▸ **Collection entries**
━━━━
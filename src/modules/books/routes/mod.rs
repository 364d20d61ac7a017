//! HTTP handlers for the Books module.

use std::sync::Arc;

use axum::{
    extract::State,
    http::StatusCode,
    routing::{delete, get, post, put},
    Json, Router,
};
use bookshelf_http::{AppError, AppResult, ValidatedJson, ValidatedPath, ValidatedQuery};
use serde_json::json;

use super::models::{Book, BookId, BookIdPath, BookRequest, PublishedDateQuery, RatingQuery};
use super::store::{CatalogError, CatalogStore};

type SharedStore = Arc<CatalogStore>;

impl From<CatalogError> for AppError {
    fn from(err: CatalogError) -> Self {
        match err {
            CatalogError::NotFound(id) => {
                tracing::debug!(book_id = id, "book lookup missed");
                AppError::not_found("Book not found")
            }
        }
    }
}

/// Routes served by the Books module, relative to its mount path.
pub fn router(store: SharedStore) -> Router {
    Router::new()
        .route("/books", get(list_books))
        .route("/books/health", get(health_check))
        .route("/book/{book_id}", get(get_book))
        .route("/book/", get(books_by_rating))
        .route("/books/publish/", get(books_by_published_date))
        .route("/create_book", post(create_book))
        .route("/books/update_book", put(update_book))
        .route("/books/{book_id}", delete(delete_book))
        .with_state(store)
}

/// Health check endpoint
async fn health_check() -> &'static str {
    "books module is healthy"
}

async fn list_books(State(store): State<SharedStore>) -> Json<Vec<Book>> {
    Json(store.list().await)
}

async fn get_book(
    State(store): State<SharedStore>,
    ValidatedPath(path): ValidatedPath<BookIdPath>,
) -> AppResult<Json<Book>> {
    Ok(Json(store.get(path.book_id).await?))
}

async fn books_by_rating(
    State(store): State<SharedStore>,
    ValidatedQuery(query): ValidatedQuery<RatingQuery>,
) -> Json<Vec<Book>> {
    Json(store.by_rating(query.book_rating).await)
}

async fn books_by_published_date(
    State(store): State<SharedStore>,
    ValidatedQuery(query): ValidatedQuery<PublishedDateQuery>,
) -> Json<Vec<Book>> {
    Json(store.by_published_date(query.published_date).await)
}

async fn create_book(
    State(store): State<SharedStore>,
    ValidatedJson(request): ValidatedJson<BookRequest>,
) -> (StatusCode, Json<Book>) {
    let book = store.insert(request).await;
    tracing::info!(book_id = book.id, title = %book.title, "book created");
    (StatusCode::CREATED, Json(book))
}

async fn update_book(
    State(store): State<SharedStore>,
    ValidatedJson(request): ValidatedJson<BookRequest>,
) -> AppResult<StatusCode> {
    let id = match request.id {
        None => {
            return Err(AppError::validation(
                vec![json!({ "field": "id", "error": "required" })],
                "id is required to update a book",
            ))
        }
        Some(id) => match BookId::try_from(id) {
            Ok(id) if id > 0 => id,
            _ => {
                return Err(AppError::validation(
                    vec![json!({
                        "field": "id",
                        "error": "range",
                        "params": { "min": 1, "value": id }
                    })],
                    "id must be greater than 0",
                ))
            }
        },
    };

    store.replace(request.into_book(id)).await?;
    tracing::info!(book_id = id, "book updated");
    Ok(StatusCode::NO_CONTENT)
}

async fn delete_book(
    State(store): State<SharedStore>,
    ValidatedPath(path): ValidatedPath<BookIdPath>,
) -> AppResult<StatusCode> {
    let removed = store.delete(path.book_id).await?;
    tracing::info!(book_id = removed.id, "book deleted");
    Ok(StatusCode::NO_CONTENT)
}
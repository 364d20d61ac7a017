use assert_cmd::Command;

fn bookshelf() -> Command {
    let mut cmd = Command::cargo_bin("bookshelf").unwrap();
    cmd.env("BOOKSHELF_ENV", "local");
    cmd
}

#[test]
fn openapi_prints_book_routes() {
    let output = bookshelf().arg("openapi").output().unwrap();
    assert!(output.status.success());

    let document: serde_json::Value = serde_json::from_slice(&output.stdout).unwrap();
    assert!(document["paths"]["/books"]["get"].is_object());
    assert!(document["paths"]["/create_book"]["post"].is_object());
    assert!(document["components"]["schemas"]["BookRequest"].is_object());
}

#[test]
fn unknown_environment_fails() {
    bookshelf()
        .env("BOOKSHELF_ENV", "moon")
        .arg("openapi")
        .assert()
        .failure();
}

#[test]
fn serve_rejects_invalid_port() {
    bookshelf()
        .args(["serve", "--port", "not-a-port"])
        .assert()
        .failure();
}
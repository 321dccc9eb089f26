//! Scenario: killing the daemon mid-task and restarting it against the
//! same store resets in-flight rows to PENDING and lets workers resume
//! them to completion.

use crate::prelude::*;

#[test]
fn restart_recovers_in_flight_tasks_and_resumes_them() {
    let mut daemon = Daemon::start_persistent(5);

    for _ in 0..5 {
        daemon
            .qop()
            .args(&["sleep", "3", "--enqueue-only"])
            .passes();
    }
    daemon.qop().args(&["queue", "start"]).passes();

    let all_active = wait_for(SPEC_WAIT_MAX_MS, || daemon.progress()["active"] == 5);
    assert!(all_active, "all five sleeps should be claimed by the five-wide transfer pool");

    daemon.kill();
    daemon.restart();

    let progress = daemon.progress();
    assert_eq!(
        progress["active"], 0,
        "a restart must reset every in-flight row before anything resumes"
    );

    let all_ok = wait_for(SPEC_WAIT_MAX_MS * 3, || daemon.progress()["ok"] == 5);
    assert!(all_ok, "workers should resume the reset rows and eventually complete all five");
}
━━━━
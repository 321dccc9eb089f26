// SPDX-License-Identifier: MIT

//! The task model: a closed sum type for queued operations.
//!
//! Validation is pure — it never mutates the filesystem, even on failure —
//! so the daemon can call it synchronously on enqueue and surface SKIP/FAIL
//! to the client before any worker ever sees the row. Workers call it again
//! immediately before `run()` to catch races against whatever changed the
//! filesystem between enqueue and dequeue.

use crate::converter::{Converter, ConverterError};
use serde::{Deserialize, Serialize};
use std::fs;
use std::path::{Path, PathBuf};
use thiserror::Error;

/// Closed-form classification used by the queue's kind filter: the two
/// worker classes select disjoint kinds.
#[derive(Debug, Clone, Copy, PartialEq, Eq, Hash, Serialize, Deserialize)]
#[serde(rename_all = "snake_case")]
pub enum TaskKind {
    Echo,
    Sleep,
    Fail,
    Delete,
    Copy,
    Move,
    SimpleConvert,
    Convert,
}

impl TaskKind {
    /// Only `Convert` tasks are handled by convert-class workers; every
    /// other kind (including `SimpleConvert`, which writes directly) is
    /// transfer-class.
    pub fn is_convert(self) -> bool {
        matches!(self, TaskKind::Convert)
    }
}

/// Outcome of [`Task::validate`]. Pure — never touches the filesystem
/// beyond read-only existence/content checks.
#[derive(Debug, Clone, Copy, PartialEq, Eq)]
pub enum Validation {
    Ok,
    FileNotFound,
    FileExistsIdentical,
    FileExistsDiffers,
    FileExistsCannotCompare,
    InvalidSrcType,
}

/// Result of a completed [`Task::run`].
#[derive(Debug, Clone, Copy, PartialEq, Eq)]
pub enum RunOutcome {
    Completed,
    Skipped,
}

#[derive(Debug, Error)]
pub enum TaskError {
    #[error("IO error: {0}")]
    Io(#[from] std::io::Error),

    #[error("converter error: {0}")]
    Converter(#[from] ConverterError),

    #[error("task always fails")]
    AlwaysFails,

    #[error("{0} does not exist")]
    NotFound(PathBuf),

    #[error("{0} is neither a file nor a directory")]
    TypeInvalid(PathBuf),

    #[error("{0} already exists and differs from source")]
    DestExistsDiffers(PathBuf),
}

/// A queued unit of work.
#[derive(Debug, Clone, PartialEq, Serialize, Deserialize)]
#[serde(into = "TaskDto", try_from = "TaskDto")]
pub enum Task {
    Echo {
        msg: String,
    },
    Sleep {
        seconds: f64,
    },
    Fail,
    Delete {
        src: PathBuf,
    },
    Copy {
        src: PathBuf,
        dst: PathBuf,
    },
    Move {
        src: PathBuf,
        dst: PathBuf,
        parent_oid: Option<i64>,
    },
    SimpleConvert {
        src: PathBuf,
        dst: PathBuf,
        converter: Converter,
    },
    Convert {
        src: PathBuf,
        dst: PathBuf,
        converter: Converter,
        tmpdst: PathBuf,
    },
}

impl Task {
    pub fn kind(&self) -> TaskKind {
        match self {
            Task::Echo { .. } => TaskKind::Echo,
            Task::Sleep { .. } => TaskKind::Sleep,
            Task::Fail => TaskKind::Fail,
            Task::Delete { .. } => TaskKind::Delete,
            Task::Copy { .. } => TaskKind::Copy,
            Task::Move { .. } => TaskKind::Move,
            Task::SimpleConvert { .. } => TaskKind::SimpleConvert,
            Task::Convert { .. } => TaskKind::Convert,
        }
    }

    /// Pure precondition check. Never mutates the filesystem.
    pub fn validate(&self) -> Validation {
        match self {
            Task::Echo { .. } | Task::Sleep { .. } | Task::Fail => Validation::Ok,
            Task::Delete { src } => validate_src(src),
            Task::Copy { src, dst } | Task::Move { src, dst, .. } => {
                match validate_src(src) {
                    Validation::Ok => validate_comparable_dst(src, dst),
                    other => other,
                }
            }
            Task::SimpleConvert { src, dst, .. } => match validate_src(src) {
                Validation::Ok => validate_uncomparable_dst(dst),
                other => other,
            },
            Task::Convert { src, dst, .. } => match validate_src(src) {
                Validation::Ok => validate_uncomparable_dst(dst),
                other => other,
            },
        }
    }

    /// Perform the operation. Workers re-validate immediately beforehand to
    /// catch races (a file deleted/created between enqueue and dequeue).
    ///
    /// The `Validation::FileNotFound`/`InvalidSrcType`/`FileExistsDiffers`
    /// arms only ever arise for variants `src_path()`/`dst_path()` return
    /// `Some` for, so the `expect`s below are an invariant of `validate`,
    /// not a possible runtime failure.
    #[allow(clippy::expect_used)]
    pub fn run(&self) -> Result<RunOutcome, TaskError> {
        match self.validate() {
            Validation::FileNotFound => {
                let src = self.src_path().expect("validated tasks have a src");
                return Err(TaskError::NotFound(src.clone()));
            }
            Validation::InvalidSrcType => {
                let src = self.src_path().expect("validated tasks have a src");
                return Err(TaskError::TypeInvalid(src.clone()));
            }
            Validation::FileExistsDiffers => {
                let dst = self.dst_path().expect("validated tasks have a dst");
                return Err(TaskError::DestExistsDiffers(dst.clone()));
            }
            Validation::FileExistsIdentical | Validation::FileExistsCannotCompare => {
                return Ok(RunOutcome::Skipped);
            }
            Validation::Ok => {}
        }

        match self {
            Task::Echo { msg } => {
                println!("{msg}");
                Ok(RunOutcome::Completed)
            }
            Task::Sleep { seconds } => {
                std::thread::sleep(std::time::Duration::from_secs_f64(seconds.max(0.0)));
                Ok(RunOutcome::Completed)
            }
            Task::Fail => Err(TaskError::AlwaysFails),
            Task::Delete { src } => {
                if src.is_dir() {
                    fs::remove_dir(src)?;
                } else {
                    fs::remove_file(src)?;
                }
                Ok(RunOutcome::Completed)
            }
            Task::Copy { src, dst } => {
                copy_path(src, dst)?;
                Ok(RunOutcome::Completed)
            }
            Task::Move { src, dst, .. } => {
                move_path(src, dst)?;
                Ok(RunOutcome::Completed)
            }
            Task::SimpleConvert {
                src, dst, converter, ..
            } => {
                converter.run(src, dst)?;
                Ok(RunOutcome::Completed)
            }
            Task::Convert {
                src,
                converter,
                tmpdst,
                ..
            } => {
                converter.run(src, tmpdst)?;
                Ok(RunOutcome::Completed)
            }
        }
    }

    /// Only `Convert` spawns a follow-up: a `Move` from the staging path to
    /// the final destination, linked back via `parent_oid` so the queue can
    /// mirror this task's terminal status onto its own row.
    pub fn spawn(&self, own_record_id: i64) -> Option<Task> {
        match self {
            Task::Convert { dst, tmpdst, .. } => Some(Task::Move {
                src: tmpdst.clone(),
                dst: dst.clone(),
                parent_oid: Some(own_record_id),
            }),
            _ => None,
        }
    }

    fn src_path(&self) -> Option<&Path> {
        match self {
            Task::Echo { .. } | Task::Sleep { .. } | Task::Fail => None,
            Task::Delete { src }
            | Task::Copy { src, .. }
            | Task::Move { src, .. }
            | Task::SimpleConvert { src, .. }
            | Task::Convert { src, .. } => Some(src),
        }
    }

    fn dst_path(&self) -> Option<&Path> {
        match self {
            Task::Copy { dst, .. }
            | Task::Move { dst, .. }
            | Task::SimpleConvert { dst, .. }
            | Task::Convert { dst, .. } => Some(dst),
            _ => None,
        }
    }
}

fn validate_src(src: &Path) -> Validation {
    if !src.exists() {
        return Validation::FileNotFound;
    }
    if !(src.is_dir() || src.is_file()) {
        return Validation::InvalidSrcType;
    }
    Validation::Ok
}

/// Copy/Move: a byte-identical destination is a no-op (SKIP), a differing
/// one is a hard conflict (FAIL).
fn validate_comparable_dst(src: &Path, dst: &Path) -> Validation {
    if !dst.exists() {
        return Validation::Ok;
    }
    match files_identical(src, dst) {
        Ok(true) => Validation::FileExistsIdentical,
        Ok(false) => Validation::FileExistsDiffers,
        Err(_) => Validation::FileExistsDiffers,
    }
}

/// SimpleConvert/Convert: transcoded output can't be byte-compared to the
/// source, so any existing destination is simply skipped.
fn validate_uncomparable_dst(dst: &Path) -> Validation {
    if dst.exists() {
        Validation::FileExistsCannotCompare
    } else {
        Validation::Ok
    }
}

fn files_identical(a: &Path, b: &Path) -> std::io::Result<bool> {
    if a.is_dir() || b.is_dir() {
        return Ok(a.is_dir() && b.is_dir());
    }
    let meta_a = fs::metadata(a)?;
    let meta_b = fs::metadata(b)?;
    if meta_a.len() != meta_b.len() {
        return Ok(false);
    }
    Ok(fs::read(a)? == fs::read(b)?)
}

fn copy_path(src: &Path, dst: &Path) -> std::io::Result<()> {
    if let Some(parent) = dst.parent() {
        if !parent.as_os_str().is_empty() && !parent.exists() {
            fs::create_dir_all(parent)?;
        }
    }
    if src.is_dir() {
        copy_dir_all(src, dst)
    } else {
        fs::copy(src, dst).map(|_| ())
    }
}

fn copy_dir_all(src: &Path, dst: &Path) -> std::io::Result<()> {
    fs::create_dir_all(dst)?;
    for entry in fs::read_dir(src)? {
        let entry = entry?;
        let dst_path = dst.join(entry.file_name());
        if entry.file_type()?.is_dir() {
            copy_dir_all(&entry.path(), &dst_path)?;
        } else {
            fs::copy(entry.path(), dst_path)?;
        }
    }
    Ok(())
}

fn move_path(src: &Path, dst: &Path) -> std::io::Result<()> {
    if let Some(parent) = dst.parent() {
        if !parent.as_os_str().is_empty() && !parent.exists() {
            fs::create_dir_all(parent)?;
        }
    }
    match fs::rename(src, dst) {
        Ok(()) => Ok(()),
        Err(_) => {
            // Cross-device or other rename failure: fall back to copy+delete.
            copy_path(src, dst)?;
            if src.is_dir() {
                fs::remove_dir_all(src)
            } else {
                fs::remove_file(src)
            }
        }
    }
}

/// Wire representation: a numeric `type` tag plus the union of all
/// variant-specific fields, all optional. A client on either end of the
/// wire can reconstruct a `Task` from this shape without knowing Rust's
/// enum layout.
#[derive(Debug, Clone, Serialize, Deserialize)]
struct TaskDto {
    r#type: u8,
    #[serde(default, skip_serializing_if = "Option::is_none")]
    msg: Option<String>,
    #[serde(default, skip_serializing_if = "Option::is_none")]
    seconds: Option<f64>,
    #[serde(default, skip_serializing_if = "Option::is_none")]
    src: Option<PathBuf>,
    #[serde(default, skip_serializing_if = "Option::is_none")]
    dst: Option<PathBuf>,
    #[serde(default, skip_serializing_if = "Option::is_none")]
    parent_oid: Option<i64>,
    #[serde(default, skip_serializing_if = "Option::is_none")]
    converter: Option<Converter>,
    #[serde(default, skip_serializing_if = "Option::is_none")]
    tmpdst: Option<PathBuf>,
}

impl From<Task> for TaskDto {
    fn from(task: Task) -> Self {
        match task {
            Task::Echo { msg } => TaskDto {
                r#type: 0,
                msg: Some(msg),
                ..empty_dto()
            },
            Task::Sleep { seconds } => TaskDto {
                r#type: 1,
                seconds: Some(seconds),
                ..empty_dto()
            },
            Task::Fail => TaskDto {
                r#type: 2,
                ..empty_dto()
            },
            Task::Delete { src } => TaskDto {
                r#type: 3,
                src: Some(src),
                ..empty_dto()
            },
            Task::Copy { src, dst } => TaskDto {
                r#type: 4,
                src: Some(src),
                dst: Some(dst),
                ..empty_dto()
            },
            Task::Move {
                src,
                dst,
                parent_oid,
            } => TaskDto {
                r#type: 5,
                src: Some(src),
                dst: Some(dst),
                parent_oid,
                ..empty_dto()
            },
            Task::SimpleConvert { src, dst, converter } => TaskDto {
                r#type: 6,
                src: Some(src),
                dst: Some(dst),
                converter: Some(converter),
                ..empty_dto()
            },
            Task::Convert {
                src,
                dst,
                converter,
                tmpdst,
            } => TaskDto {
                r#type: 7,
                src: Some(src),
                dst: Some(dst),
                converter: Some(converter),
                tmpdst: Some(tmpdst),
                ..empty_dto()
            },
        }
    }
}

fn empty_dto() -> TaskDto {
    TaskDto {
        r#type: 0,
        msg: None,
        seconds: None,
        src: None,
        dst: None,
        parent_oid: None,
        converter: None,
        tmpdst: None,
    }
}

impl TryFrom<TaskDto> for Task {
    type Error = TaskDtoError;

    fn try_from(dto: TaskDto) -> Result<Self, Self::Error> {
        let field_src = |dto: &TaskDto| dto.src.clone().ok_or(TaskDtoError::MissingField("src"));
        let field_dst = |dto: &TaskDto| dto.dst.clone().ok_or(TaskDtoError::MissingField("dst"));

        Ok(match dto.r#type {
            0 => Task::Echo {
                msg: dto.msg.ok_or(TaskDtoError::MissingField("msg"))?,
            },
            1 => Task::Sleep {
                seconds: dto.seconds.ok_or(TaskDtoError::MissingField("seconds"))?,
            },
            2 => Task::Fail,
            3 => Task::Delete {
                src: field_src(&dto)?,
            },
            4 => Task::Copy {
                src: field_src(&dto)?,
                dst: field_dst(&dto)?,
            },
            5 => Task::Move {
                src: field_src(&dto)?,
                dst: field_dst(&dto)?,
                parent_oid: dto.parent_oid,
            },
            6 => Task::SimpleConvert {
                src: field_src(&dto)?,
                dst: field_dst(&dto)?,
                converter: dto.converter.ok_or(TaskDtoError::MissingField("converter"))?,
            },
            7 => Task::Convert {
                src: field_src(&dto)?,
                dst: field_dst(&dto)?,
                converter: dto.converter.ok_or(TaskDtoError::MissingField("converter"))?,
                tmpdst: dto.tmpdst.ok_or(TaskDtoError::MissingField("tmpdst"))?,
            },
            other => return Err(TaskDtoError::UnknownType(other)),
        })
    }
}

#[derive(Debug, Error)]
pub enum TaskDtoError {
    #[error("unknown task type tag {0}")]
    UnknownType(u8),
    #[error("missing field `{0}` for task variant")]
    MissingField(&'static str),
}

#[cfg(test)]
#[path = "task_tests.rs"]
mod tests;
━━━━
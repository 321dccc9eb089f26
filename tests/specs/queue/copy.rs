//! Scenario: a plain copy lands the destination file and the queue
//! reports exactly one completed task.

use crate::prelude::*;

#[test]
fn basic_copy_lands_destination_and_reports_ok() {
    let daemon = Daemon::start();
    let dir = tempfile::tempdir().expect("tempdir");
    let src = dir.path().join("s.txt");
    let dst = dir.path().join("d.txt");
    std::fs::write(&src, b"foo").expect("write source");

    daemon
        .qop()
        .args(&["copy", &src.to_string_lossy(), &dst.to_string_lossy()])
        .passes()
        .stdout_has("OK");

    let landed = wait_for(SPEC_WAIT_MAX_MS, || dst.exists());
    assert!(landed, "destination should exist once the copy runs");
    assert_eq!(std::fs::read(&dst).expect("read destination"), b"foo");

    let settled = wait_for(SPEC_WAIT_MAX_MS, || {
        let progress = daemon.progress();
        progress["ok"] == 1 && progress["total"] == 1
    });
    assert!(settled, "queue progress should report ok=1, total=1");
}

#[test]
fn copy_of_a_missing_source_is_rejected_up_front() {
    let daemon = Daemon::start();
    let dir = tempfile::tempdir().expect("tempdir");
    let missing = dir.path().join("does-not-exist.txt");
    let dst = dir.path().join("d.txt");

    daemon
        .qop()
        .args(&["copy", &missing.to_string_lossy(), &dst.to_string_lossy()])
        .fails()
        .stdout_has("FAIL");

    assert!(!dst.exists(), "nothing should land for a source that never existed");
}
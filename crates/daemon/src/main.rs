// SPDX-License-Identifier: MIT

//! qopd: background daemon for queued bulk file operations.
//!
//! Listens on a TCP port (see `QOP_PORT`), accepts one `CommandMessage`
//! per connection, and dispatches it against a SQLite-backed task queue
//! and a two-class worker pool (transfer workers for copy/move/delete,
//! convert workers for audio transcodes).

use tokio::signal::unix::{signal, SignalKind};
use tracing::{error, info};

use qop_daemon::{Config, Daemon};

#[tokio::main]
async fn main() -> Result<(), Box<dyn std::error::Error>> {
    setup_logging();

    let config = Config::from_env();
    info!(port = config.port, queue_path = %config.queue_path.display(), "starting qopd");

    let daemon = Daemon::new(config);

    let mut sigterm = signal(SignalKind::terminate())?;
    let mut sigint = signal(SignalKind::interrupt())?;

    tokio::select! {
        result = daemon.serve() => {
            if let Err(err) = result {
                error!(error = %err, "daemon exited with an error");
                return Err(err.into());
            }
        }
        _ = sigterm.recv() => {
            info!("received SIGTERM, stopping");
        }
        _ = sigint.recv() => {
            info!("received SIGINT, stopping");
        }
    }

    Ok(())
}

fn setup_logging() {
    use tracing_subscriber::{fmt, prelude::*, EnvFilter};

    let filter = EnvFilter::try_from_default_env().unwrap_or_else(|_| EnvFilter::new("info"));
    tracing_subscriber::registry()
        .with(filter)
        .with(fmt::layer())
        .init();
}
━━━━
▸ **What you have to do**
All that is wanted is the stretch of lines above from the one containing "filename src/modules/books/routes/mod.rs" through the one containing "type SharedStore = Arc<CatalogStore>;", duplicated exactly.

▸ **Response for this exercise**
filename src/modules/books/routes/mod.rs
repository 364d20d61ac7a017
//! HTTP handlers for the Books module.

use std::sync::Arc;

use axum::{
    extract::State,
    http::StatusCode,
    routing::{delete, get, post, put},
    Json, Router,
};
use bookshelf_http::{AppError, AppResult, ValidatedJson, ValidatedPath, ValidatedQuery};
use serde_json::json;

use super::models::{Book, BookId, BookIdPath, BookRequest, PublishedDateQuery, RatingQuery};
use super::store::{CatalogError, CatalogStore};

type SharedStore = Arc<CatalogStore>;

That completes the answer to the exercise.